Publié le :
Le double tremblement de terre qui a frappé conjointement la Turquie et la Syrie intervient dans un contexte économique déjà très dégradé dans les deux pays.
C’est dans le nord de la Syrie, toujours en guerre, que la situation économique est la plus désespérée. Dans cette région morcelée, où sont concentrés les opposants au régime de Bachar el-Assad, des millions de gens déplacés vivaient déjà dans des conditions extrêmement précaires. La survie passait par une aide internationale de plus en plus chiche faute de financement suffisant. Où tout manquait pour assurer l’essentiel, où tout manque encore plus aujourd’hui pour venir en aide aux rescapés. Des équipements sanitaires pour soigner les blessés, puisqu’ils ont été détruits par les bombardements, de l’eau potable et du carburant. La Syrie était déjà en proie à la pire crise énergétique de la décennie avec la baisse des livraisons de l’Iran. La situation s’est subitement détériorée. La principale raffinerie située à l’ouest a été endommagée par les secousses, son activité a été momentanément suspendue. Sur le marché noir, les prix de l’essence ont triplé après le séisme.

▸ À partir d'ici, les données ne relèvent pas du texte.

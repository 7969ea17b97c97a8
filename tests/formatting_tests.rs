// Formatting tests: grouped rendering and human-unit scaling.

use decimal_math::{format_grouped, human_unit_index, Decimal};

fn dec(s: &str) -> Decimal {
    Decimal::parse(s).unwrap()
}

#[test]
fn test_grouped_integer() {
    assert_eq!(dec("1234567").format(0), "1,234,567");
    assert_eq!(dec("1234567.891").format(2), "1,234,567.89");
}

#[test]
fn test_grouped_small_values() {
    assert_eq!(dec("0").format(0), "0");
    assert_eq!(dec("999").format(0), "999");
    assert_eq!(dec("-999").format(0), "-999");
}

#[test]
fn test_grouped_pads_fraction() {
    assert_eq!(dec("7").format(3), "7.000");
    assert_eq!(dec("7.5").format(3), "7.500");
}

#[test]
fn test_grouped_rounds_before_grouping() {
    // 999.995 carries into a new group at 2 decimals
    assert_eq!(dec("999.995").format(2), "1,000.00");
}

#[test]
fn test_free_function_matches_method() {
    let value = dec("1234567.891");
    assert_eq!(format_grouped(&value, 2), value.format(2));
}

#[test]
fn test_human_units_table() {
    let cases = [
        ("999", "999", ""),
        ("1500", "1.5", "K"),
        ("1500000", "1.5", "M"),
        ("2000000000", "2", "G"),
        ("3500000000000", "3.5", "T"),
        ("4000000000000000", "4", "P"),
        ("5000000000000000000", "5", "E"),
    ];
    for (input, value, unit) in cases {
        let decimal = dec(input);
        assert_eq!(decimal.human_value().to_string(), value, "value for {}", input);
        assert_eq!(decimal.human_unit(), unit, "unit for {}", input);
    }
}

#[test]
fn test_human_unit_index_boundaries() {
    assert_eq!(human_unit_index(&dec("999.999")), 0);
    assert_eq!(human_unit_index(&dec("1000")), 3);
    assert_eq!(human_unit_index(&dec("999999.5")), 3);
    assert_eq!(human_unit_index(&dec("1000000")), 6);
}

#[test]
fn test_human_value_keeps_fraction() {
    let (value, unit) = dec("1234500").to_human();
    assert_eq!(value.to_string(), "1.2345");
    assert_eq!(unit, "M");
}

#[test]
fn test_human_unit_saturates_at_e() {
    let huge = dec("7E21");
    assert_eq!(huge.human_unit(), "E");
    assert_eq!(huge.human_value().to_string(), "7000");
}
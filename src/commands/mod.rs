//! Command-line surface.
//!
//! Every sub-command follows the same sequence: resolve configuration,
//! log in, run its requests, log out. The exit status reflects whether the
//! command's primary request succeeded.

mod create_issue;
mod create_version;
mod search;
mod session;
mod transition;

use std::process::ExitCode;

use clap::{Args, Parser, Subcommand};

use crate::config::{ApiVersion, ConfigOverrides};
use crate::error::Result;
use crate::logging::LogHandle;

pub use create_issue::{additional_fields, create_issue, CreateIssueArgs};
pub use create_version::{create_version, new_version, CreateVersionArgs};
pub use search::{search, SearchArgs};
pub use session::{close_session, open_session, resolve_configuration};
pub use transition::{transition, TransitionArgs};

/// Command-line client for the JIRA REST API.
#[derive(Debug, Parser)]
#[command(name = "jiracli", version, about, long_about = None)]
pub struct Cli {
    #[command(flatten)]
    pub connection: ConnectionArgs,

    #[command(subcommand)]
    pub command: Command,
}

/// Options shared by every command.
#[derive(Debug, Clone, Default, Args)]
pub struct ConnectionArgs {
    /// Base address of Jira instance
    #[arg(short = 'a', long, global = true)]
    pub address: Option<String>,

    /// User name for Jira
    #[arg(short = 'u', long, global = true)]
    pub username: Option<String>,

    /// Password for Jira
    #[arg(short = 'p', long, global = true)]
    pub password: Option<String>,

    /// Use debug mode for logging
    #[arg(short = 'd', long, global = true)]
    pub debug: bool,

    /// JIRA REST schema version (4.4 or 5)
    #[arg(long, global = true)]
    pub api_version: Option<ApiVersion>,
}

impl ConnectionArgs {
    pub fn overrides(&self) -> ConfigOverrides {
        ConfigOverrides {
            address: self.address.clone(),
            username: self.username.clone(),
            password: self.password.clone(),
            debug: self.debug,
            api_version: self.api_version,
        }
    }
}

#[derive(Debug, Subcommand)]
pub enum Command {
    /// Create an issue, optionally moving it to another status
    CreateIssue(CreateIssueArgs),
    /// Create a version in a project
    CreateVersion(CreateVersionArgs),
    /// Move an issue to the status with the given name
    Transition(TransitionArgs),
    /// Search issues with JQL
    Search(SearchArgs),
}

/// Run the parsed command line.
///
/// Commands report whether their primary request succeeded; errors are
/// configuration, login, transport or decoding failures.
pub async fn run(cli: Cli, log: &LogHandle) -> Result<ExitCode> {
    let (resolver, config) = resolve_configuration(&cli.connection, log)?;

    let success = match cli.command {
        Command::CreateIssue(args) => create_issue(&args, &resolver, &config).await?,
        Command::CreateVersion(args) => create_version(&args, &config).await?,
        Command::Transition(args) => transition(&args, &config).await?,
        Command::Search(args) => search(&args, &config).await?,
    };

    Ok(if success {
        ExitCode::SUCCESS
    } else {
        ExitCode::FAILURE
    })
}
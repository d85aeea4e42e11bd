//! Uniform result of a JIRA API call.

use std::collections::BTreeMap;
use std::fmt;

use serde::de::DeserializeOwned;
use serde::Deserialize;
use serde_json::Value;
use tracing::error;

/// Status code and parsed body of one server call.
///
/// Success is purely status based: anything below 300 is a success.
#[derive(Debug, Clone, PartialEq)]
pub struct OperationResult {
    status: u16,
    body: Option<Value>,
}

impl OperationResult {
    /// Create a result from an already parsed body.
    pub fn new(status: u16, body: Option<Value>) -> Self {
        Self { status, body }
    }

    /// Create a result from a raw response body.
    ///
    /// An empty body yields no parsed value; a non-empty body must be JSON.
    pub fn from_text(status: u16, text: &str) -> serde_json::Result<Self> {
        let body = if text.is_empty() {
            None
        } else {
            Some(serde_json::from_str(text)?)
        };
        Ok(Self { status, body })
    }

    /// The HTTP status code.
    pub fn status_code(&self) -> u16 {
        self.status
    }

    /// The parsed body, if the response had one.
    pub fn body(&self) -> Option<&Value> {
        self.body.as_ref()
    }

    pub fn is_success(&self) -> bool {
        self.status < 300
    }

    pub fn is_error(&self) -> bool {
        !self.is_success()
    }

    /// Deserialize the body into a typed value.
    ///
    /// An absent body is treated as JSON `null`.
    pub fn parse<T: DeserializeOwned>(&self) -> serde_json::Result<T> {
        T::deserialize(self.body.as_ref().unwrap_or(&Value::Null))
    }

    /// A top-level string member of the body.
    pub fn get_str(&self, key: &str) -> Option<&str> {
        self.body.as_ref()?.get(key)?.as_str()
    }

    /// The structured error payload of the body.
    ///
    /// Missing or oddly shaped keys yield an empty payload, never an error.
    pub fn error_payload(&self) -> ErrorPayload {
        self.body
            .as_ref()
            .and_then(|body| ErrorPayload::deserialize(body).ok())
            .unwrap_or_default()
    }

    /// Error lines to show the operator: top-level messages first, then
    /// `field: message` pairs.
    pub fn error_lines(&self) -> Vec<String> {
        let payload = self.error_payload();
        let mut lines: Vec<String> = payload.error_messages.unwrap_or_default();
        if let Some(errors) = payload.errors {
            lines.extend(
                errors
                    .iter()
                    .map(|(field, message)| format!("{}: {}", field, render(message))),
            );
        }
        lines
    }

    /// Log `context` and every error line at error level.
    pub fn log_errors(&self, context: Option<&str>) {
        if let Some(msg) = context {
            error!(status = self.status, "{}", msg);
        }
        for line in self.error_lines() {
            error!("{}", line);
        }
    }
}

impl fmt::Display for OperationResult {
    fn fmt(&self, f: &mut fmt::Formatter<'_>) -> fmt::Result {
        match &self.body {
            Some(body) => write!(f, "<{}> <{}>", self.status, body),
            None => write!(f, "<{}> <none>", self.status),
        }
    }
}

/// Error body returned by JIRA on failed calls.
///
/// Both members are optional; JIRA omits them freely.
#[derive(Debug, Clone, Default, PartialEq, Deserialize)]
#[serde(rename_all = "camelCase")]
pub struct ErrorPayload {
    #[serde(default)]
    pub error_messages: Option<Vec<String>>,
    #[serde(default)]
    pub errors: Option<BTreeMap<String, Value>>,
}

fn render(value: &Value) -> String {
    match value {
        Value::String(s) => s.clone(),
        other => other.to_string(),
    }
}
//! `transition`: move an existing issue to a named status.

use clap::Args;
use tracing::info;

use super::session::{close_session, open_session};
use crate::config::EffectiveConfiguration;
use crate::error::Result;

#[derive(Debug, Clone, Args)]
pub struct TransitionArgs {
    /// Issue key, e.g. OPS-42
    pub issue: String,

    /// Name of the target status, e.g. "In Progress"
    pub status: String,
}

/// Run `transition`. Returns whether the server accepted the transition.
pub async fn transition(args: &TransitionArgs, config: &EffectiveConfiguration) -> Result<bool> {
    let client = open_session(config).await?;
    info!("Trying to move ticket {} to {}...", args.issue, args.status);
    let result = client
        .transition_issue_by_name(&args.issue, &args.status)
        .await;
    close_session(client).await;
    let result = result?;

    if result.is_success() {
        info!("Transition of {} to {} successful.", args.issue, args.status);
    } else {
        result.log_errors(Some(&format!(
            "Transition of issue {} to {} failed!",
            args.issue, args.status
        )));
    }
    Ok(result.is_success())
}
#[tokio::test]
async fn test_logout_failure_status_is_returned() {
    let server = MockServer::start().await;
    mount_login(&server).await;
    Mock::given(method("DELETE"))
        .and(path("/rest/auth/1/session"))
        .respond_with(ResponseTemplate::new(401))
        .mount(&server)
        .await;

    let client = connect(&server).await;
    let sink = LogSink::default();
    let _guard = sink.install();
    assert_eq!(assert_ok!(client.logout().await), 401);

    let logs = sink.contents();
    assert!(logs.contains("WARN"), "{}", logs);
    assert!(logs.contains("Error during logging out (status 401)!"));
    assert!(!logs.contains("Logout successful!"));
}

#[tokio::test]
async fn test_logout_success_is_logged_at_debug() {
    let server = MockServer::start().await;
    mount_login(&server).await;
    mount_logout(&server, 1).await;

    let client = connect(&server).await;
    let sink = LogSink::default();
    let _guard = sink.install();
    assert_eq!(assert_ok!(client.logout().await), 204);

    let logs = sink.contents();
    assert!(logs.contains("DEBUG"), "{}", logs);
    assert!(logs.contains("Logout successful!"));
    assert!(!logs.contains("WARN"));
}

#[tokio::test]
async fn test_renewed_session_cookie_replaces_the_old_one() {
    let server = MockServer::start().await;
    mount_login(&server).await;
    Mock::given(method("GET"))
        .and(path("/rest/api/2/serverInfo"))
        .and(header("cookie", SESSION_COOKIE))
        .respond_with(
            ResponseTemplate::new(200)
                .insert_header("set-cookie", "JSESSIONID=renewed; Path=/")
                .set_body_json(json!({"version": "5.2"})),
        )
        .expect(1)
        .mount(&server)
        .await;
    Mock::given(method("GET"))
        .and(path("/rest/api/2/project"))
        .and(header("cookie", "JSESSIONID=renewed"))
        .respond_with(ResponseTemplate::new(200).set_body_json(json!([])))
        .expect(1)
        .mount(&server)
        .await;

    let client = connect(&server).await;
    assert!(assert_ok!(client.get_server_info().await).is_success());
    assert!(assert_ok!(client.get_projects().await).is_success());
}

#[tokio::test]
async fn test_v4_4_uses_alpha_prefix() {
    let server = MockServer::start().await;
    mount_login(&server).await;
    Mock::given(method("GET"))
        .and(path("/rest/api/2.0.alpha1/project"))
        .respond_with(ResponseTemplate::new(200).set_body_json(json!([{"key": "OPS"}])))
        .expect(1)
        .mount(&server)
        .await;

    let mut config = config_for(&server);
    config.api_version = ApiVersion::V4_4;
    let client = assert_ok!(JiraClient::connect(&config, Span::none()).await);

    let projects = assert_ok!(client.get_projects().await);
    assert_eq!(projects.body(), Some(&json!([{"key": "OPS"}])));
}

#[tokio::test]
async fn test_query_parameters_are_encoded() {
    let server = MockServer::start().await;
    mount_login(&server).await;
    Mock::given(method("DELETE"))
        .and(path("/rest/api/2/issue/OPS-1/watchers"))
        .and(query_param("username", "john doe"))
        .respond_with(ResponseTemplate::new(204))
        .expect(1)
        .mount(&server)
        .await;
    Mock::given(method("DELETE"))
        .and(path("/rest/api/2/version/10100"))
        .and(query_param("moveFixIssuesTo", "10101"))
        .and(query_param("moveAffectedIssuesTo", ""))
        .respond_with(ResponseTemplate::new(204))
        .expect(1)
        .mount(&server)
        .await;

    let client = connect(&server).await;
    assert!(assert_ok!(client.remove_issue_watcher("OPS-1", "john doe").await).is_success());
    assert!(assert_ok!(client.remove_project_version("10100", "10101", "").await).is_success());
}

#[tokio::test]
async fn test_search_and_version_update_bodies() {
    let server = MockServer::start().await;
    mount_login(&server).await;
    Mock::given(method("POST"))
        .and(path("/rest/api/2/search"))
        .and(body_json(json!({
            "jql": "project = OPS",
            "startAt": 0,
            "maxResults": 10,
            "fields": ["summary"]
        })))
        .respond_with(ResponseTemplate::new(200).set_body_json(json!({
            "startAt": 0, "total": 1, "issues": [{"key": "OPS-7", "fields": {"summary": "Broken"}}]
        })))
        .expect(1)
        .mount(&server)
        .await;
    Mock::given(method("PUT"))
        .and(path("/rest/api/2/version/10100"))
        .respond_with(ResponseTemplate::new(200).set_body_json(json!({"id": "10100"})))
        .expect(1)
        .mount(&server)
        .await;

    let client = connect(&server).await;
    let found = assert_ok!(client.search("project = OPS", 0, 10, &["summary".to_string()]).await);
    assert!(found.is_success());

    let update = VersionUpdate {
        released: Some(true),
        ..VersionUpdate::default()
    };
    assert!(assert_ok!(client.modify_project_version("10100", &update).await).is_success());

    let requests = server.received_requests().await.unwrap();
    let put = requests.iter().find(|r| r.method.as_str() == "PUT").unwrap();
    let body: serde_json::Value = serde_json::from_slice(&put.body).unwrap();
    assert_eq!(body["released"], true);
    assert!(body["name"].is_null());
}

#[tokio::test]
async fn test_custom_fields_reach_the_request() {
    let server = MockServer::start().await;
    mount_login(&server).await;
    Mock::given(method("POST"))
        .and(path("/rest/api/2/issue/"))
        .and(body_json(json!({
            "fields": {
                "project": {"key": "OPS"},
                "summary": "Disk full",
                "issuetype": {"name": "Task"},
                "customfield_10344": {"value": "alice"}
            }
        })))
        .respond_with(ResponseTemplate::new(201).set_body_json(json!({"key": "OPS-44"})))
        .expect(1)
        .mount(&server)
        .await;

    let mut extra = FieldMap::new();
    let mapping = CustomFieldMapping::from_entries([
        ("devkey.fieldname", "customfield_10344"),
        ("devkey.fieldsubname", "value"),
        ("devkey.type", "additionalHash"),
    ]);
    assert_ok!(mapping.apply("devkey", "alice", &mut extra));

    let client = connect(&server).await;
    let result = assert_ok!(client.create_issue("OPS", "Disk full", "Task", &extra).await);
    assert_eq!(result.get_str("key"), Some("OPS-44"));
}

#[tokio::test]
async fn test_attachment_upload() {
    let server = MockServer::start().await;
    mount_login(&server).await;
    Mock::given(method("POST"))
        .and(path("/rest/api/2/issue/OPS-1/attachments"))
        .and(header("x-atlassian-token", "no-check"))
        .and(header("cookie", SESSION_COOKIE))
        .respond_with(ResponseTemplate::new(200).set_body_json(json!([{"filename": "log.txt"}])))
        .expect(1)
        .mount(&server)
        .await;

    let dir = tempfile::tempdir().unwrap();
    let file = dir.path().join("log.txt");
    std::fs::write(&file, "disk full at 03:00").unwrap();

    let client = connect(&server).await;
    let result = assert_ok!(client.add_issue_attachment("OPS-1", &file).await);
    assert!(result.is_success());

    let missing = client
        .add_issue_attachment("OPS-1", &dir.path().join("absent.txt"))
        .await;
    assert!(matches!(missing, Err(ApiError::Io(_))));
}

#[tokio::test]
async fn test_lookup_operations_hit_expected_resources() {
    let server = MockServer::start().await;
    mount_login(&server).await;
    Mock::given(any())
        .respond_with(ResponseTemplate::new(200).set_body_json(json!({})))
        .mount(&server)
        .await;

    let client = connect(&server).await;
    assert_ok!(client.current_user().await);
    assert_ok!(client.get_user("john doe").await);
    assert_ok!(client.get_issue_votes("OPS-1").await);
    assert_ok!(client.remove_issue_vote("OPS-1").await);
    assert_ok!(client.get_issue_watchers("OPS-1").await);
    assert_ok!(client.add_issue_watcher("OPS-1", Some("bob")).await);
    assert_ok!(client.create_issue_link("Blocks", "OPS-1", "OPS-2").await);
    assert_ok!(client.get_project_version("10100").await);
    assert_ok!(client.get_project_version_related_issue_count("10100").await);
    assert_ok!(client.get_project_version_unresolved_issue_count("10100").await);
    assert_ok!(client.move_project_version("10100", "First").await);
    assert_ok!(client.create_component("OPS", "storage", "Disks").await);
    assert_ok!(client.get_component("10200").await);
    assert_ok!(client.modify_component("10200", "OPS", "storage", "Disks and tapes").await);
    assert_ok!(client.delete_component("10200", "10201").await);
    assert_ok!(client.get_component_related_issue_count("10200").await);
    assert_ok!(client.get_project("OPS").await);
    assert_ok!(client.get_project_versions("OPS").await);
    assert_ok!(client.get_project_components("OPS").await);
    assert_ok!(client.get_project_role("OPS", "10002").await);
    assert_ok!(client.update_filter("10300", "project = OPS").await);
    assert_ok!(client.get_comment("1").await);
    assert_ok!(client.get_status("1").await);
    assert_ok!(client.get_issue_link_types().await);
    assert_ok!(client.get_issue_link_type("1").await);
    assert_ok!(client.get_custom_field_option("1").await);
    assert_ok!(client.get_resolution("1").await);
    assert_ok!(client.get_issue_type("1").await);
    assert_ok!(client.get_attachment("1").await);
    assert_ok!(client.get_priority("1").await);
    assert_ok!(client.get_worklog("1").await);
    assert_ok!(client.get_all_fields().await);

    let requests = server.received_requests().await.unwrap();
    let seen: Vec<String> = requests
        .iter()
        .skip(1)
        .map(|r| match r.url.query() {
            Some(query) => format!("{} {}?{}", r.method, r.url.path(), query),
            None => format!("{} {}", r.method, r.url.path()),
        })
        .collect();

    let api = "/rest/api/2";
    let expected: Vec<String> = vec![
        "GET /rest/auth/1/session".to_string(),
        format!("GET {}/user?username=john%20doe", api),
        format!("GET {}/issue/OPS-1/votes", api),
        format!("DELETE {}/issue/OPS-1/votes", api),
        format!("GET {}/issue/OPS-1/watchers", api),
        format!("POST {}/issue/OPS-1/watchers", api),
        format!("POST {}/issueLink", api),
        format!("GET {}/version/10100", api),
        format!("GET {}/version/10100/relatedIssueCounts", api),
        format!("GET {}/version/10100/unresolvedIssueCount", api),
        format!("POST {}/version/10100/move", api),
        format!("POST {}/component", api),
        format!("GET {}/component/10200", api),
        format!("PUT {}/component/10200", api),
        format!("DELETE {}/component/10200?moveIssuesTo=10201", api),
        format!("GET {}/component/10200/relatedIssueCounts", api),
        format!("GET {}/project/OPS", api),
        format!("GET {}/project/OPS/versions", api),
        format!("GET {}/project/OPS/components", api),
        format!("GET {}/project/OPS/role/10002", api),
        format!("PUT {}/filter/10300", api),
        format!("GET {}/comment/1", api),
        format!("GET {}/status/1", api),
        format!("GET {}/issueLinkType", api),
        format!("GET {}/issueLinkType/1", api),
        format!("GET {}/customFieldOption/1", api),
        format!("GET {}/resolution/1", api),
        format!("GET {}/issueType/1", api),
        format!("GET {}/attachment/1", api),
        format!("GET {}/priority/1", api),
        format!("GET {}/worklog/1", api),
        format!("GET {}/field", api),
    ];
    assert_eq!(seen, expected);

    let body = |index: usize| -> serde_json::Value {
        serde_json::from_slice(&requests[index + 1].body).unwrap()
    };
    assert_eq!(body(5), json!("bob"));
    assert_eq!(
        body(6),
        json!({"type": {"name": "Blocks"}, "inwardIssue": {"key": "OPS-1"}, "outwardIssue": {"key": "OPS-2"}})
    );
    assert_eq!(body(10), json!({"position": "First"}));
    assert_eq!(
        body(13),
        json!({"project": "OPS", "name": "storage", "description": "Disks and tapes"})
    );
}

Du côté de la Turquie, le séisme va aggraver la crise économique entretenue par une inflation record
La livre turque comme la bourse ont plongé après le double séisme. Avec la destruction d’une partie de l’économie et donc des moyens de production et des demandes accrues de produits de première nécessité, une catastrophe de cette ampleur, qui affecte des dizaines de millions de personnes, tend à faire grimper les prix. C’est de l’huile sur le feu dans un pays où l’inflation a grimpé jusqu’à 84% l’an dernier. Elle demeure à un niveau anormalement élevé, de l’ordre de 60% à cause de la politique de la Banque centrale. Sous l’influence directe d’Erdogan, elle refuse de relever fortement les taux comme le font ses pairs dans une situation équivalente. L’État va aussi fortement augmenter ses dépenses pour venir en aide aux populations. Cette nouvelle contrainte budgétaire, ajoutée à tous les cadeaux faits par Erdogan en campagne pour sa réélection, va contribuer à affaiblir un peu plus les finances publiques.
Le président au pouvoir depuis vingt ans espérait une embellie de l’économie pour faciliter sa réélection
C’est au contraire une nette détérioration qui se profile avant le scrutin prévu en mai. Une fois l’urgence passée, sauver des vies, c’est une question d’heures, il faudra reloger les rescapés. Et reconstruire la dizaine de villes affectées. Les dégâts sont colossaux. Les pertes pourraient s’élever jusqu’à un milliard de dollars, selon le service géologique américain. Erdogan devra aussi rendre des comptes. Malgré le précédent séisme meurtrier qu’a connu la Turquie, en 1999, juste avant son arrivée au pouvoir, les normes de construction antisismiques sont trop souvent ignorées en Turquie. C’est pourquoi autant de bâtiments se sont effondrés comme des châteaux de cartes.
L’aide internationale commence à affluer, surtout vers la Turquie
De Pékin à Washington en passant par l’Europe, Russie et Ukraine compris, l’élan est mondial. À noter les interventions rapides et unanimes des voisins arabes. Les Émirats arabes unis ont promis 100 millions de dollars pour les deux pays. Des avions sont déjà affrétés. L’Arabie saoudite est toujours en froid avec Bachar el-Assad mais le prince a annoncé mardi l’établissement d’un pont aérien vers les deux pays et une collecte de dons privés. L’Irak envoie des cargos de produits pétroliers en Syrie pour soulager la crise énergétique. Mais à cause des sanctions prises contre le régime de Damas, beaucoup de pays ont du mal à envisager pour le moment une aide à la reconstruction en faveur de Bachar el-Assad.